(What the task requires) Could you write out the lines below exactly, beginning with the first and finishing with the one that contains "use std::rc::Rc;"?

(Entries supplied)
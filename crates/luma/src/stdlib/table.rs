// Table library
// insert, remove, concat, pack, unpack, sort, move

use crate::lib_registry::{LibraryModule, arg_count, get_arg, require_arg};
use crate::lua_value::{LuaTable, LuaValue, MultiValue};
use crate::lua_vm::{LuaResult, LuaVM};
use std::cell::RefCell;
use std::rc::Rc;

pub fn create_table_lib() -> LibraryModule {
    crate::lib_module!("table", {
        "insert" => table_insert,
        "remove" => table_remove,
        "concat" => table_concat,
        "pack" => table_pack,
        "unpack" => table_unpack,
        "sort" => table_sort,
        "move" => table_move,
    })
}

fn check_table(vm: &LuaVM, index: usize, func: &str) -> LuaResult<Rc<RefCell<LuaTable>>> {
    require_arg(vm, index, func)?.as_table().ok_or_else(|| {
        vm.error(format!(
            "bad argument #{} to '{}' (table expected)",
            index + 1,
            func
        ))
    })
}

fn table_insert(vm: &mut LuaVM) -> LuaResult<MultiValue> {
    let table = check_table(vm, 0, "insert")?;
    match arg_count(vm) {
        2 => {
            let value = require_arg(vm, 1, "insert")?;
            let len = table.borrow().border();
            table.borrow_mut().raw_set_int(len + 1, value);
        }
        3 => {
            let pos = require_arg(vm, 1, "insert")?
                .as_integer()
                .ok_or_else(|| vm.error("bad argument #2 to 'insert' (number expected)"))?;
            let value = require_arg(vm, 2, "insert")?;
            let len = table.borrow().border();
            if pos < 1 || pos > len + 1 {
                return Err(vm.error("bad argument #2 to 'insert' (position out of bounds)"));
            }
            table.borrow_mut().sequence_insert(pos, value);
        }
        _ => {
            return Err(vm.error("wrong number of arguments to 'insert'"));
        }
    }
    Ok(MultiValue::empty())
}

fn table_remove(vm: &mut LuaVM) -> LuaResult<MultiValue> {
    let table = check_table(vm, 0, "remove")?;
    let len = table.borrow().border();
    let pos = get_arg(vm, 1)
        .and_then(|v| v.as_integer())
        .unwrap_or(len);
    if len == 0 && get_arg(vm, 1).is_none() {
        return Ok(MultiValue::single(LuaValue::Nil));
    }
    if len > 0 && (pos < 1 || pos > len + 1) {
        return Err(vm.error("bad argument #2 to 'remove' (position out of bounds)"));
    }
    let removed = table.borrow_mut().sequence_remove(pos);
    Ok(MultiValue::single(removed))
}

fn table_concat(vm: &mut LuaVM) -> LuaResult<MultiValue> {
    let table = check_table(vm, 0, "concat")?;
    let sep = get_arg(vm, 1)
        .and_then(|v| v.as_str().map(|s| s.to_string()))
        .unwrap_or_default();
    let len = table.borrow().border();
    let i = get_arg(vm, 2).and_then(|v| v.as_integer()).unwrap_or(1);
    let j = get_arg(vm, 3).and_then(|v| v.as_integer()).unwrap_or(len);

    let mut out = String::new();
    let mut k = i;
    while k <= j {
        let value = table.borrow().raw_get_int(k);
        match &value {
            LuaValue::String(s) => out.push_str(s.as_str()),
            LuaValue::Integer(_) | LuaValue::Float(_) => {
                out.push_str(&value.to_display_string())
            }
            _ => {
                return Err(vm.error(format!(
                    "invalid value (at index {}) in table for 'concat'",
                    k
                )));
            }
        }
        if k < j {
            out.push_str(&sep);
        }
        k += 1;
    }
    let result = vm.create_string_value(out);
    Ok(MultiValue::single(result))
}

/// table.pack(...) -> {..., n = count}
fn table_pack(vm: &mut LuaVM) -> LuaResult<MultiValue> {
    let args = crate::lib_registry::get_args(vm);
    let table = vm.create_table();
    {
        let mut t = table.borrow_mut();
        for (i, value) in args.iter().enumerate() {
            t.raw_set_int(i as i64 + 1, value.clone());
        }
        t.raw_set_str("n", LuaValue::Integer(args.len() as i64));
    }
    Ok(MultiValue::single(LuaValue::Table(table)))
}

fn table_unpack(vm: &mut LuaVM) -> LuaResult<MultiValue> {
    let table = check_table(vm, 0, "unpack")?;
    let i = get_arg(vm, 1).and_then(|v| v.as_integer()).unwrap_or(1);
    let j = get_arg(vm, 2)
        .and_then(|v| v.as_integer())
        .unwrap_or_else(|| table.borrow().border());

    if j - i >= 1_000_000 {
        return Err(vm.error("too many results to unpack"));
    }

    let mut out = Vec::new();
    let mut k = i;
    while k <= j {
        out.push(table.borrow().raw_get_int(k));
        k += 1;
    }
    Ok(MultiValue::multiple(out))
}

/// In-place merge sort over the sequence part; the comparator (default `<`)
/// runs through the VM so metamethods apply.
fn table_sort(vm: &mut LuaVM) -> LuaResult<MultiValue> {
    let table = check_table(vm, 0, "sort")?;
    let comparator = get_arg(vm, 1);
    let len = table.borrow().border();

    let mut items: Vec<LuaValue> = (1..=len).map(|i| table.borrow().raw_get_int(i)).collect();
    let mut sorted = merge_sort(vm, &mut items, &comparator)?;

    let mut t = table.borrow_mut();
    for (i, value) in sorted.drain(..).enumerate() {
        t.raw_set_int(i as i64 + 1, value);
    }
    Ok(MultiValue::empty())
}

fn sort_less(
    vm: &mut LuaVM,
    a: &LuaValue,
    b: &LuaValue,
    comparator: &Option<LuaValue>,
) -> LuaResult<bool> {
    match comparator {
        Some(f) if !f.is_nil() => {
            let result = vm.call_value_single(f.clone(), vec![a.clone(), b.clone()])?;
            Ok(result.is_truthy())
        }
        _ => {
            // Default order is '<' with its usual error on mixed types.
            match (a, b) {
                (LuaValue::Integer(x), LuaValue::Integer(y)) => Ok(x < y),
                (x, y) if x.is_number() && y.is_number() => {
                    Ok(x.as_float().unwrap_or(f64::NAN) < y.as_float().unwrap_or(f64::NAN))
                }
                (LuaValue::String(x), LuaValue::String(y)) => Ok(x.as_str() < y.as_str()),
                _ => Err(vm.error(format!(
                    "attempt to compare {} with {}",
                    a.type_name(),
                    b.type_name()
                ))),
            }
        }
    }
}

fn merge_sort(
    vm: &mut LuaVM,
    items: &mut Vec<LuaValue>,
    comparator: &Option<LuaValue>,
) -> LuaResult<Vec<LuaValue>> {
    if items.len() <= 1 {
        return Ok(std::mem::take(items));
    }
    let mid = items.len() / 2;
    let mut right = items.split_off(mid);
    let left = merge_sort(vm, items, comparator)?;
    let right = merge_sort(vm, &mut right, comparator)?;

    let mut out = Vec::with_capacity(left.len() + right.len());
    let mut li = 0;
    let mut ri = 0;
    while li < left.len() && ri < right.len() {
        if sort_less(vm, &right[ri], &left[li], comparator)? {
            out.push(right[ri].clone());
            ri += 1;
        } else {
            out.push(left[li].clone());
            li += 1;
        }
    }
    out.extend_from_slice(&left[li..]);
    out.extend_from_slice(&right[ri..]);
    Ok(out)
}

/// table.move(a1, f, e, t [, a2])
fn table_move(vm: &mut LuaVM) -> LuaResult<MultiValue> {
    let source = check_table(vm, 0, "move")?;
    let f = require_arg(vm, 1, "move")?
        .as_integer()
        .ok_or_else(|| vm.error("bad argument #2 to 'move' (number expected)"))?;
    let e = require_arg(vm, 2, "move")?
        .as_integer()
        .ok_or_else(|| vm.error("bad argument #3 to 'move' (number expected)"))?;
    let t = require_arg(vm, 3, "move")?
        .as_integer()
        .ok_or_else(|| vm.error("bad argument #4 to 'move' (number expected)"))?;
    let dest = match get_arg(vm, 4) {
        Some(v) => v
            .as_table()
            .ok_or_else(|| vm.error("bad argument #5 to 'move' (table expected)"))?,
        None => source.clone(),
    };

    if e >= f {
        if t > f && Rc::ptr_eq(&source, &dest) {
            // Overlapping move: copy backwards.
            let mut i = e;
            while i >= f {
                let value = source.borrow().raw_get_int(i);
                dest.borrow_mut().raw_set_int(t + (i - f), value);
                i -= 1;
            }
        } else {
            for i in f..=e {
                let value = source.borrow().raw_get_int(i);
                dest.borrow_mut().raw_set_int(t + (i - f), value);
            }
        }
    }
    Ok(MultiValue::single(LuaValue::Table(dest)))
}
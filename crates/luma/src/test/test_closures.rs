use super::{assert_int, assert_true, run};
use crate::lua_value::LuaValue;

#[test]
fn simple_counter_closure() {
    assert_true(
        "local function make_counter()
             local count = 0
             return function()
                 count = count + 1
                 return count
             end
         end
         local counter = make_counter()
         assert(counter() == 1)
         assert(counter() == 2)
         assert(counter() == 3)
         return true",
    );
}

#[test]
fn upvalue_visible_before_closing() {
    // Writes to a still-open local are seen through the closure.
    assert_true(
        "local A = 0
         local dummy = function() return A end
         A = 1
         assert(dummy() == 1)
         A = 0
         return true",
    );
}

#[test]
fn siblings_share_one_cell() {
    assert_true(
        "local function make_getset()
             local value = 10
             local function get() return value end
             local function set(v) value = v end
             return get, set
         end
         local get, set = make_getset()
         assert(get() == 10)
         set(20)
         assert(get() == 20)
         set(30)
         return get() == 30",
    );
}

#[test]
fn cells_survive_frame_exit() {
    assert_int(
        "local function make()
             local hidden = 41
             return function() hidden = hidden + 1 return hidden end
         end
         local f = make()
         return f()",
        42,
    );
}

#[test]
fn per_iteration_capture_in_numeric_for() {
    // Each iteration's closure sees that iteration's value.
    let values = run(
        "function f(x)
             local a = {}
             for i = 1, 3 do a[i] = function() return i end end
             return a[1](), a[2](), a[3]()
         end
         return f(10)",
    );
    assert_eq!(
        values,
        vec![
            LuaValue::Integer(1),
            LuaValue::Integer(2),
            LuaValue::Integer(3)
        ]
    );
}

#[test]
fn per_iteration_capture_in_while_loop() {
    assert_true(
        "local fns = {}
         local i = 1
         while i <= 3 do
             local j = i
             fns[i] = function() return j end
             i = i + 1
         end
         return fns[1]() == 1 and fns[2]() == 2 and fns[3]() == 3",
    );
}

#[test]
fn shared_accumulator_across_loop_closures() {
    assert_true(
        "local sum = 0
         local adders = {}
         for i = 1, 3 do
             adders[i] = function(x) sum = sum + x return sum end
         end
         assert(adders[1](10) == 10)
         assert(adders[2](5) == 15)
         assert(adders[3](3) == 18)
         return true",
    );
}

#[test]
fn nested_closures_capture_through_levels() {
    assert_int(
        "local function outer(x)
             return function(y)
                 return function(z)
                     return x + y + z
                 end
             end
         end
         return outer(1)(2)(3)",
        6,
    );
}

#[test]
fn closure_factories_are_independent() {
    assert_true(
        "local function make_adder(n)
             return function(x) return x + n end
         end
         local add5 = make_adder(5)
         local add10 = make_adder(10)
         return add5(3) == 8 and add10(3) == 13 and add5(7) == 12",
    );
}

#[test]
fn closures_survive_error_unwind() {
    // The frame is unwound by error, but the captured local must have been
    // closed into its cell.
    assert_int(
        "local leaked
         local ok = pcall(function()
             local secret = 99
             leaked = function() return secret end
             error('boom')
         end)
         assert(ok == false)
         return leaked()",
        99,
    );
}

#[test]
fn break_closes_captured_locals() {
    assert_int(
        "local f
         for i = 1, 10 do
             local v = i * 11
             f = function() return v end
             if i == 2 then break end
         end
         return f()",
        22,
    );
}
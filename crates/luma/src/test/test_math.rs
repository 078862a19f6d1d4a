use super::{assert_int, assert_str, assert_true, run_one};
use crate::lua_value::LuaValue;

#[test]
fn constants() {
    assert_true("return math.pi > 3.14 and math.pi < 3.15");
    assert_true("return math.huge > 1e308");
    assert_true("return math.maxinteger + 1 == math.mininteger");
    assert_true("return math.mininteger < 0 and math.maxinteger > 0");
}

#[test]
fn math_type_distinguishes_tags() {
    assert_str("return math.type(1)", "integer");
    assert_str("return math.type(1.0)", "float");
    assert_true("return math.type('1') == nil");
    assert_true("return math.type(nil) == nil");
}

#[test]
fn abs_floor_ceil() {
    assert_int("return math.abs(-5)", 5);
    assert_int("return math.abs(5)", 5);
    assert_true("return math.abs(-2.5) == 2.5");
    assert_int("return math.floor(3.7)", 3);
    assert_int("return math.floor(-3.2)", -4);
    assert_int("return math.ceil(3.2)", 4);
    assert_int("return math.ceil(-3.7)", -3);
    // Integer input passes through with its tag.
    assert_str("return math.type(math.floor(3))", "integer");
    assert_str("return math.type(math.floor(3.5))", "integer");
}

#[test]
fn roots_and_trig() {
    assert_true("return math.sqrt(9) == 3.0");
    assert_true("return math.sin(0) == 0.0");
    assert_true("return math.cos(0) == 1.0");
    assert_true("return math.abs(math.tan(0)) < 1e-15");
    assert_true("return math.exp(0) == 1.0");
    assert_true("return math.abs(math.log(math.exp(1)) - 1) < 1e-12");
    assert_true("return math.abs(math.log(8, 2) - 3) < 1e-12");
    assert_true("return math.pow(2, 10) == 1024.0");
}

#[test]
fn min_max() {
    assert_int("return math.min(3, 1, 2)", 1);
    assert_int("return math.max(3, 1, 2)", 3);
    assert_int("return math.min(5)", 5);
    assert_true("return math.max(1, 2.5) == 2.5");
}

#[test]
fn fmod_and_modf() {
    assert_int("return math.fmod(7, 3)", 1);
    assert_int("return math.fmod(-7, 3)", -1);
    let values = super::run("return math.modf(3.7)");
    assert_eq!(values[0], LuaValue::Float(3.0));
    assert!((values[1].as_float().unwrap() - 0.7).abs() < 1e-12);
    assert_true("local i, f = math.modf(-3.25) return i == -3.0 and f == -0.25");
}

#[test]
fn tointeger() {
    assert_int("return math.tointeger(3.0)", 3);
    assert_true("return math.tointeger(3.5) == nil");
    assert_true("return math.tointeger('x') == nil");
    assert_int("return math.tointeger(7)", 7);
}

#[test]
fn random_respects_ranges() {
    assert_true(
        "for _ = 1, 100 do
             local r = math.random(10)
             if r < 1 or r > 10 then return false end
             if math.type(r) ~= 'integer' then return false end
         end
         return true",
    );
    assert_true(
        "for _ = 1, 100 do
             local r = math.random(5, 7)
             if r < 5 or r > 7 then return false end
         end
         return true",
    );
    assert_true(
        "for _ = 1, 100 do
             local r = math.random()
             if r < 0 or r >= 1 then return false end
         end
         return true",
    );
}

#[test]
fn randomseed_makes_sequences_reproducible() {
    assert_true(
        "math.randomseed(42)
         local a = {math.random(1000), math.random(1000), math.random(1000)}
         math.randomseed(42)
         local b = {math.random(1000), math.random(1000), math.random(1000)}
         return a[1] == b[1] and a[2] == b[2] and a[3] == b[3]",
    );
}

#[test]
fn integer_division_by_zero_fails() {
    assert_true("return pcall(function() return 1 // 0 end) == false");
    assert_true("return pcall(function() return 1 % 0 end) == false");
    // Float division by zero is inf/nan, not an error.
    assert_true("return 1 / 0 == math.huge");
    assert_true("return -1 / 0 == -math.huge");
    assert_true("local n = 0 / 0 return n ~= n");
}

#[test]
fn float_formatting_matches_lua() {
    assert_eq!(run_one("return 1e15"), LuaValue::Float(1e15));
    assert_str("return tostring(2.5)", "2.5");
    assert_str("return tostring(1/0)", "inf");
    assert_str("return tostring(-1/0)", "-inf");
}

(Exercise response)
filename crates/luma/src/stdlib/table.rs
// Table library
// insert, remove, concat, pack, unpack, sort, move

use crate::lib_registry::{LibraryModule, arg_count, get_arg, require_arg};
use crate::lua_value::{LuaTable, LuaValue, MultiValue};
use crate::lua_vm::{LuaResult, LuaVM};
use std::cell::RefCell;
use std::rc::Rc;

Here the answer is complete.